## Activity
Wherever "ontology" shows up in the records below, copy the whole line.

## Recorded information
========

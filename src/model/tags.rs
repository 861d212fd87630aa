use serde::{Deserialize, Serialize};
use std::collections::HashMap;

use crate::model::Id;

/// Whether a tag is a free taxonomy label or a curated collection.
#[derive(Debug, Clone, Copy, PartialEq, Eq, Serialize, Deserialize)]
#[serde(rename_all = "snake_case")]
pub enum TagType {
    Tag,
    Collection,
}

impl std::fmt::Display for TagType {
    fn fmt(&self, f: &mut std::fmt::Formatter) -> std::fmt::Result {
        match self {
            TagType::Tag => write!(f, "tag"),
            TagType::Collection => write!(f, "collection"),
        }
    }
}

impl std::str::FromStr for TagType {
    type Err = String;

    fn from_str(s: &str) -> Result<Self, Self::Err> {
        match s.to_lowercase().as_str() {
            "tag" => Ok(TagType::Tag),
            "collection" => Ok(TagType::Collection),
            _ => Err(format!("Unknown tag type: {}", s)),
        }
    }
}

/// Taxonomy label used for filtering; collections additionally scope to a
/// brand.
#[derive(Debug, Clone, PartialEq, Serialize, Deserialize)]
pub struct Tag {
    pub id: Id,
    pub description: String,
    pub tag_type: TagType,
    #[serde(skip_serializing_if = "Option::is_none")]
    pub collection_brand: Option<Id>,
}

impl Tag {
    pub fn tag(id: Id, description: &str) -> Self {
        Self {
            id,
            description: description.to_string(),
            tag_type: TagType::Tag,
            collection_brand: None,
        }
    }

    pub fn collection(id: Id, description: &str, brand: Option<Id>) -> Self {
        Self {
            id,
            description: description.to_string(),
            tag_type: TagType::Collection,
            collection_brand: brand,
        }
    }
}

/// Per-template visibility rule for a brand: an id whitelist and/or an
/// allow-null flag for untagged entities.
#[derive(Debug, Clone, PartialEq, Default, Serialize, Deserialize)]
pub struct BrandVisibility {
    #[serde(skip_serializing_if = "Option::is_none")]
    pub ids: Option<Vec<Id>>,
    #[serde(default)]
    pub allow_null: bool,
}

/// A tenant label scoping default visibility but never published content.
#[derive(Debug, Clone, PartialEq, Serialize, Deserialize)]
pub struct Brand {
    pub id: Id,
    pub name: String,
    pub site_title: String,
    #[serde(default)]
    pub overrides: HashMap<String, serde_json::Value>,
    #[serde(default)]
    pub allowed_tabs: Vec<String>,
    #[serde(default)]
    pub collections_excluded_from_filters: Vec<Id>,
    #[serde(default)]
    pub visibility: BrandVisibility,
}

impl Brand {
    pub fn new(id: Id, name: &str, site_title: &str) -> Self {
        Self {
            id,
            name: name.to_string(),
            site_title: site_title.to_string(),
            overrides: HashMap::new(),
            allowed_tabs: Vec::new(),
            collections_excluded_from_filters: Vec::new(),
            visibility: BrandVisibility::default(),
        }
    }
}

/// External data source an entity can declare provenance against.
#[derive(Debug, Clone, PartialEq, Serialize, Deserialize)]
pub struct DataSource {
    pub id: Id,
    pub name: String,
    #[serde(skip_serializing_if = "Option::is_none")]
    pub uid: Option<String>,
    #[serde(skip_serializing_if = "Option::is_none")]
    pub url: Option<String>,
}
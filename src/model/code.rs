use serde::{Deserialize, Serialize};

use crate::model::Id;

/// A single clinical code inside a codelist.
///
/// Uniqueness of `code` within a codelist is deliberately not enforced at
/// storage; duplicates across rulesets are resolved at aggregation time.
#[derive(Debug, Clone, PartialEq, Serialize, Deserialize)]
pub struct Code {
    pub id: Id,
    pub codelist_id: Id,
    pub code: String,
    #[serde(default)]
    pub description: String,
}

/// The codelist owned by exactly one ruleset.
#[derive(Debug, Clone, PartialEq, Serialize, Deserialize)]
pub struct Codelist {
    pub id: Id,
    pub component_id: Id,
    #[serde(default)]
    pub description: String,
}

/// Per-concept, per-code attribute values aligned with the concept's
/// `code_attribute_header`.
#[derive(Debug, Clone, PartialEq, Serialize, Deserialize)]
pub struct ConceptCodeAttribute {
    pub id: Id,
    pub concept_id: Id,
    pub code: String,
    pub attributes: Vec<serde_json::Value>,
}

/// One row of a derived (aggregated) codelist.
#[derive(Debug, Clone, PartialEq, Serialize, Deserialize)]
pub struct CodelistEntry {
    pub code: String,
    pub description: String,
    #[serde(skip_serializing_if = "Option::is_none")]
    pub attributes: Option<Vec<serde_json::Value>>,
}
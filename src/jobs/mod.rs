pub mod opencodelists;

pub use opencodelists::{sync_codelists, OpenCodelistsClient, SyncReport};
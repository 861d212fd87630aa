use chrono::{DateTime, Utc};
use serde::{Deserialize, Serialize};

use crate::model::{HistoryId, Id};

/// Moderation state of a single entity version.
#[derive(Debug, Clone, Copy, PartialEq, Eq, Serialize, Deserialize)]
#[serde(rename_all = "SCREAMING_SNAKE_CASE")]
pub enum ApprovalStatus {
    Requested,
    Pending,
    Approved,
    Rejected,
}

impl std::fmt::Display for ApprovalStatus {
    fn fmt(&self, f: &mut std::fmt::Formatter) -> std::fmt::Result {
        match self {
            ApprovalStatus::Requested => write!(f, "REQUESTED"),
            ApprovalStatus::Pending => write!(f, "PENDING"),
            ApprovalStatus::Approved => write!(f, "APPROVED"),
            ApprovalStatus::Rejected => write!(f, "REJECTED"),
        }
    }
}

/// One publication record for a specific `(entity, history row)` pair.
///
/// The live entity and the historic row both carry a denormalized copy of
/// the latest record's status; the store updates all three together.
#[derive(Debug, Clone, PartialEq, Serialize, Deserialize)]
pub struct PublishedRecord {
    pub id: Id,
    pub entity_prefix: String,
    pub entity_id: i64,
    pub entity_history_id: HistoryId,
    pub approval_status: ApprovalStatus,
    #[serde(skip_serializing_if = "Option::is_none")]
    pub moderator_id: Option<String>,
    pub created_by: String,
    pub created_at: DateTime<Utc>,
    pub modified_at: DateTime<Utc>,
}
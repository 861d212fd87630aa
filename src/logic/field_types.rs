use std::collections::BTreeSet;

use chrono::{DateTime, NaiveDate, TimeZone, Utc};
use itertools::Itertools;
use regex::Regex;
use serde_json::Value;

use crate::model::{FieldDef, FieldError, FieldType, Id};

/// A filter value parsed from a request query parameter, shaped by the
/// field's type.
#[derive(Debug, Clone, PartialEq)]
pub enum FilterValue {
    Ints(Vec<i64>),
    Strings(Vec<String>),
    DateRange(DateTime<Utc>, DateTime<Utc>),
}

/// Coerce and validate one submitted value against its field descriptor.
/// Returns the normalised JSON value to persist.
pub fn coerce_value(field: &FieldDef, raw: &Value) -> Result<Value, FieldError> {
    if raw.is_null() {
        if field.validation.mandatory {
            return Err(FieldError::new(&field.name, "field is mandatory"));
        }
        return Ok(Value::Null);
    }
    match field.field_type {
        FieldType::Int
        | FieldType::Enum
        | FieldType::Concept
        | FieldType::CodingSystem
        | FieldType::GroupSelect
        | FieldType::Datetime
        | FieldType::Code
        | FieldType::String
        | FieldType::StringInputbox
        | FieldType::Textarea
        | FieldType::TextareaMarkdown
        | FieldType::IntArray
        | FieldType::Tags
        | FieldType::Collections
        | FieldType::DataSources
        | FieldType::StringArray
        | FieldType::ListOfInputboxes
        | FieldType::UrlList
        | FieldType::Publication => coerce_typed(field, raw),
        // Child concept payloads are validated by the write path itself.
        FieldType::ClinicalConcept => Ok(raw.clone()),
    }
}

fn coerce_typed(field: &FieldDef, raw: &Value) -> Result<Value, FieldError> {
    match field.field_type {
        FieldType::Int
        | FieldType::Enum
        | FieldType::Concept
        | FieldType::CodingSystem
        | FieldType::GroupSelect => coerce_int(field, raw).map(Value::from),
        FieldType::IntArray | FieldType::Tags | FieldType::Collections | FieldType::DataSources => {
            let items = as_array(field, raw)?;
            let ints = items
                .iter()
                .map(|v| coerce_int(field, v))
                .collect::<Result<Vec<i64>, FieldError>>()?;
            Ok(Value::from(ints))
        }
        FieldType::String
        | FieldType::StringInputbox
        | FieldType::Textarea
        | FieldType::TextareaMarkdown
        | FieldType::Code => coerce_string(field, raw).map(Value::from),
        FieldType::StringArray | FieldType::ListOfInputboxes => {
            let items = as_array(field, raw)?;
            let strings = items
                .iter()
                .map(|v| coerce_string(field, v))
                .collect::<Result<Vec<String>, FieldError>>()?;
            Ok(Value::from(strings))
        }
        FieldType::Datetime => {
            let text = raw
                .as_str()
                .ok_or_else(|| FieldError::new(&field.name, "expected a datetime string"))?;
            let parsed = parse_datetime(text)
                .ok_or_else(|| FieldError::new(&field.name, "invalid datetime"))?;
            Ok(Value::String(parsed.to_rfc3339()))
        }
        FieldType::UrlList | FieldType::Publication => coerce_structured(field, raw),
        FieldType::ClinicalConcept => Ok(raw.clone()),
    }
}

fn coerce_int(field: &FieldDef, raw: &Value) -> Result<i64, FieldError> {
    match raw {
        Value::Number(n) => n
            .as_i64()
            .ok_or_else(|| FieldError::new(&field.name, "expected an integer")),
        Value::String(s) => s
            .trim()
            .parse::<i64>()
            .map_err(|_| FieldError::new(&field.name, "expected an integer")),
        _ => Err(FieldError::new(&field.name, "expected an integer")),
    }
}

fn coerce_string(field: &FieldDef, raw: &Value) -> Result<String, FieldError> {
    let mut text = raw
        .as_str()
        .ok_or_else(|| FieldError::new(&field.name, "expected a string"))?
        .to_string();
    if field.validation.sanitise {
        text = sanitise(&text);
    }
    if let Some((min, max)) = field.validation.length {
        let len = text.chars().count();
        if len < min || len > max {
            return Err(FieldError::new(
                &field.name,
                format!("length must be between {} and {}", min, max),
            ));
        }
    }
    if let Some(pattern) = &field.validation.regex {
        match Regex::new(pattern) {
            Ok(re) if !re.is_match(&text) => {
                return Err(FieldError::new(&field.name, "value does not match pattern"))
            }
            Ok(_) => {}
            Err(err) => {
                log::warn!("invalid regex on field '{}': {}", field.name, err);
            }
        }
    }
    Ok(text)
}

/// Element-wise structural validation: every element must be an object
/// carrying the mandatory subfields declared in `composition`.
fn coerce_structured(field: &FieldDef, raw: &Value) -> Result<Value, FieldError> {
    let items = as_array(field, raw)?;
    let required: Vec<&str> = field
        .validation
        .composition
        .as_ref()
        .map(|c| c.iter().map(String::as_str).collect())
        .unwrap_or_default();
    for item in items {
        let Some(obj) = item.as_object() else {
            return Err(FieldError::new(&field.name, "expected a list of objects"));
        };
        for key in &required {
            if !obj.contains_key(*key) || obj[*key].is_null() {
                return Err(FieldError::new(
                    &field.name,
                    format!("element is missing '{}'", key),
                ));
            }
        }
    }
    Ok(raw.clone())
}

fn as_array<'a>(field: &FieldDef, raw: &'a Value) -> Result<&'a Vec<Value>, FieldError> {
    raw.as_array()
        .ok_or_else(|| FieldError::new(&field.name, "expected a list"))
}

/// Strip markup from a free-text value.
pub fn sanitise(text: &str) -> String {
    match Regex::new(r"<[^>]*>") {
        Ok(re) => re.replace_all(text, "").trim().to_string(),
        Err(_) => text.trim().to_string(),
    }
}

/// Parse a request filter parameter (CSV) into a typed filter value.
pub fn parse_filter_values(field: &FieldDef, raw: &str) -> Option<FilterValue> {
    let parts: Vec<&str> = raw
        .split(',')
        .map(str::trim)
        .filter(|p| !p.is_empty())
        .collect();
    if parts.is_empty() {
        return None;
    }
    match field.field_type {
        FieldType::Int
        | FieldType::Enum
        | FieldType::IntArray
        | FieldType::Concept
        | FieldType::CodingSystem
        | FieldType::GroupSelect
        | FieldType::Tags
        | FieldType::Collections
        | FieldType::DataSources => {
            let ints = parts
                .iter()
                .map(|p| p.parse::<i64>())
                .collect::<Result<Vec<i64>, _>>()
                .ok()?;
            // Repeated ids in the query string are harmless, drop them.
            Some(FilterValue::Ints(ints.into_iter().unique().collect()))
        }
        FieldType::Datetime => {
            if parts.len() != 2 {
                return None;
            }
            let mut min = parse_date(parts[0])?;
            let mut max = parse_date(parts[1])?;
            if min > max {
                std::mem::swap(&mut min, &mut max);
            }
            let start = Utc.from_utc_datetime(&min.and_hms_opt(0, 0, 0)?);
            let end = Utc.from_utc_datetime(&max.and_hms_milli_opt(23, 59, 59, 999)?);
            Some(FilterValue::DateRange(start, end))
        }
        _ => Some(FilterValue::Strings(
            parts.iter().map(|p| p.to_string()).collect(),
        )),
    }
}

/// Evaluate a parsed filter against the stored value of one field.
/// `expanded_ids`, when given, replaces the filter's id set (ontology
/// descent already applied).
pub fn value_matches(
    field: &FieldDef,
    stored: &Value,
    filter: &FilterValue,
    expanded_ids: Option<&BTreeSet<Id>>,
) -> bool {
    match filter {
        FilterValue::Ints(ids) => {
            let wanted: BTreeSet<i64> = match expanded_ids {
                Some(expanded) => expanded.iter().copied().collect(),
                None => ids.iter().copied().collect(),
            };
            match field.field_type {
                FieldType::IntArray
                | FieldType::Tags
                | FieldType::Collections
                | FieldType::DataSources => stored
                    .as_array()
                    .map(|items| {
                        items
                            .iter()
                            .filter_map(Value::as_i64)
                            .any(|id| wanted.contains(&id))
                    })
                    .unwrap_or(false),
                _ => stored.as_i64().map(|id| wanted.contains(&id)).unwrap_or(false),
            }
        }
        FilterValue::Strings(values) => stored
            .as_str()
            .map(|s| values.iter().any(|v| v.eq_ignore_ascii_case(s)))
            .unwrap_or(false),
        FilterValue::DateRange(min, max) => stored
            .as_str()
            .and_then(parse_datetime_str)
            .map(|at| at >= *min && at <= *max)
            .unwrap_or(false),
    }
}

fn parse_date(text: &str) -> Option<NaiveDate> {
    NaiveDate::parse_from_str(text, "%Y-%m-%d")
        .or_else(|_| NaiveDate::parse_from_str(text, "%d/%m/%Y"))
        .ok()
}

fn parse_datetime(text: &str) -> Option<DateTime<Utc>> {
    if let Ok(dt) = DateTime::parse_from_rfc3339(text) {
        return Some(dt.with_timezone(&Utc));
    }
    let date = parse_date(text)?;
    Some(Utc.from_utc_datetime(&date.and_hms_opt(0, 0, 0)?))
}

fn parse_datetime_str(text: &str) -> Option<DateTime<Utc>> {
    parse_datetime(text)
}

#[cfg(test)]
mod tests {
    use super::*;
    use serde_json::json;

    #[test]
    fn mandatory_null_is_rejected() {
        let field = FieldDef::new("name", "Name", FieldType::String).mandatory();
        assert!(coerce_value(&field, &Value::Null).is_err());

        let optional = FieldDef::new("definition", "Definition", FieldType::Textarea);
        assert_eq!(coerce_value(&optional, &Value::Null).unwrap(), Value::Null);
    }

    #[test]
    fn int_arrays_coerce_string_elements() {
        let field = FieldDef::new("tags", "Tags", FieldType::Tags);
        let out = coerce_value(&field, &json!(["3", 4])).unwrap();
        assert_eq!(out, json!([3, 4]));
        assert!(coerce_value(&field, &json!(["x"])).is_err());
    }

    #[test]
    fn sanitised_strings_lose_markup() {
        let mut field = FieldDef::new("definition", "Definition", FieldType::Textarea);
        field.validation.sanitise = true;
        let out = coerce_value(&field, &json!("<script>bad</script> text")).unwrap();
        assert_eq!(out, json!("bad text"));
    }

    #[test]
    fn length_and_regex_bounds_apply() {
        let mut field = FieldDef::new("code", "Code", FieldType::Code);
        field.validation.length = Some((2, 5));
        field.validation.regex = Some("^[A-Z]".to_string());
        assert!(coerce_value(&field, &json!("I10")).is_ok());
        assert!(coerce_value(&field, &json!("i10")).is_err());
        assert!(coerce_value(&field, &json!("TOOLONG")).is_err());
    }

    #[test]
    fn publications_require_their_composition() {
        let mut field = FieldDef::new("publications", "Publications", FieldType::Publication);
        field.validation.composition = Some(vec!["details".to_string()]);
        assert!(coerce_value(&field, &json!([{ "details": "doi" }])).is_ok());
        assert!(coerce_value(&field, &json!([{ "doi": "x" }])).is_err());
    }

    #[test]
    fn datetime_filters_normalise_to_day_bounds() {
        let field = FieldDef::new("created", "Date", FieldType::Datetime);
        let Some(FilterValue::DateRange(min, max)) =
            parse_filter_values(&field, "2024-01-01,2024-01-31")
        else {
            panic!("expected a date range");
        };
        assert_eq!(min.to_rfc3339(), "2024-01-01T00:00:00+00:00");
        assert!(max.to_rfc3339().starts_with("2024-01-31T23:59:59"));
    }

    #[test]
    fn int_array_overlap_matching() {
        let field = FieldDef::new("tags", "Tags", FieldType::Tags);
        let filter = FilterValue::Ints(vec![2, 9]);
        assert!(value_matches(&field, &json!([1, 2, 3]), &filter, None));
        assert!(!value_matches(&field, &json!([4, 5]), &filter, None));
        assert!(!value_matches(&field, &json!(null), &filter, None));
    }

    #[test]
    fn expanded_ids_override_the_raw_filter() {
        let field = FieldDef::new("ontology", "Ontology", FieldType::IntArray);
        let filter = FilterValue::Ints(vec![1]);
        let expanded: BTreeSet<Id> = [1, 4].into_iter().collect();
        assert!(value_matches(&field, &json!([4]), &filter, Some(&expanded)));
        assert!(!value_matches(&field, &json!([4]), &filter, None));
    }
}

========

## Answer box
/// `expanded_ids`, when given, replaces the filter's id set (ontology
        let field = FieldDef::new("ontology", "Ontology", FieldType::IntArray);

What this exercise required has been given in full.